La pente des Mées est orientée au nord-ouest. Le Mistral, vent du nord, vient la frapper et l’enjambe. Il en est toujours ainsi quand un obstacle est plus large que haut : le vent ne le contourne pas, il passe en grande partie par dessus. C’est dans la partie ascendante de ce mouvement que l’on fait du "vol de pente".

Au début, c’est facile. Il faut seulement veiller de rester bien au vent de la ligne de crête. "Si tu passes de l’autre côté, tu risques de te retrouver dans la partie descendante. Et là, tu peux être très embêté." répète Jean-Marc, notre instructeur, aux stagiaires. Embêté, c’est rien de le dire : une fois descendu plus bas que la crête, impossible de repasser du bon côté ! Suivons donc scrupuleusement cette ligne de crête, qu’un chemin de randonnée dessine au milieu des arbres...

L’autre difficulté, c’est le trafic ! Nom de nom, les environs de Saint-Auban sont autrement plus fréquentés par les planeurs, que ceux d’Amiens. Et la pente des Mées, c’est le passage obligé pour prendre de l’altitude après le largage. Dix, quinze planeurs arpentent la même crête dans un sens, puis dans l’autre. On se croise à chaque demi-tour, parfois à des altitudes très voisines. Il faut ouvrir l’œil...

A part ça, la montée semble extraordinairement facile. L’ascendance de pente est large et régulière. Jean-Marc me dit : "tu vois, le vol de pente, ce n’est pas difficile.
- Oui, on s’en fait toute une montagne
, lui répondé-je. Il rit.

Nous ferons ensuite deux tentatives pour traverser la vallée de la Durance. La première échoue, nous sommes partis de trop bas. Retour vers les Mées, reprise d’altitude, re-belote.

Rive droite de la Durance, sous le vent de la montagne de Lure, nous cherchons des ascendances thermiques. Jean-Marc a repris la main. Virage à gauche, virage à droite, un peu plus serré, un peu moins... Je ne comprends rien à ce qu’il fait et je suis étonné que mon estomac encaisse aussi bien ce mauvais traitement. Mes soixante petites heures de vol m’ont finalement quand même un peu endurci. Jean-Marc nous expliquera le lendemain que nous étions dans la couche "sous-ondulatoire", qu’il n’y a pas vraiment de méthode pour accrocher et que du point de vue confort c’est un peu "la machine à laver". L’image est assez juste...
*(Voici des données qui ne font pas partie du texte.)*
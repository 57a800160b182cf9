//! Supported translation languages.

/// Language codes and display names the pipeline accepts as targets.
/// Sources additionally accept `auto` (marker-based detection).
pub const SUPPORTED_LANGUAGES: &[(&str, &str)] = &[
    ("en", "English"),
    ("es", "Spanish"),
    ("fr", "French"),
    ("de", "German"),
    ("it", "Italian"),
    ("pt", "Portuguese"),
    ("ru", "Russian"),
    ("zh", "Chinese"),
    ("ja", "Japanese"),
    ("ko", "Korean"),
];

pub fn is_supported_language(code: &str) -> bool {
    SUPPORTED_LANGUAGES.iter().any(|(c, _)| *c == code)
}

pub fn language_name(code: &str) -> Option<&'static str> {
    SUPPORTED_LANGUAGES
        .iter()
        .find(|(c, _)| *c == code)
        .map(|(_, name)| *name)
}

#[cfg(test)]
mod tests {
    use super::*;

    #[test]
    fn known_codes_resolve() {
        assert!(is_supported_language("es"));
        assert_eq!(language_name("ja"), Some("Japanese"));
    }

    #[test]
    fn unknown_codes_rejected() {
        assert!(!is_supported_language("tlh"));
        assert!(language_name("auto").is_none());
    }
}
Pour l’instant je ne comprends rien, mais d’un seul coup le vol devient plus calme. Jean-Marc me repasse la main et me guide à nouveau oralement. Il me dit de ne pas dépasser quatre-vingt-dix kilomètres heure. Je vole en ligne droite, et le variomètre affiche une valeur positive : nous montons à deux, puis trois mètres par seconde. Je ne comprends pas tout de suite que nous sommes dans l’onde de la montagne de Lure. Jean-Marc me signale les nuages de rotor. Ce sont des petits cumulus qui se forment et se dissolvent en un mouvement perpétuel en bordure d’onde. Ils semblent fixes, alors qu’ils ne sont jamais composés des mêmes gouttes d’eau. Comme une foule dans une gare, toujours dans la même salle des pas perdus, mais jamais composée des mêmes voyageurs.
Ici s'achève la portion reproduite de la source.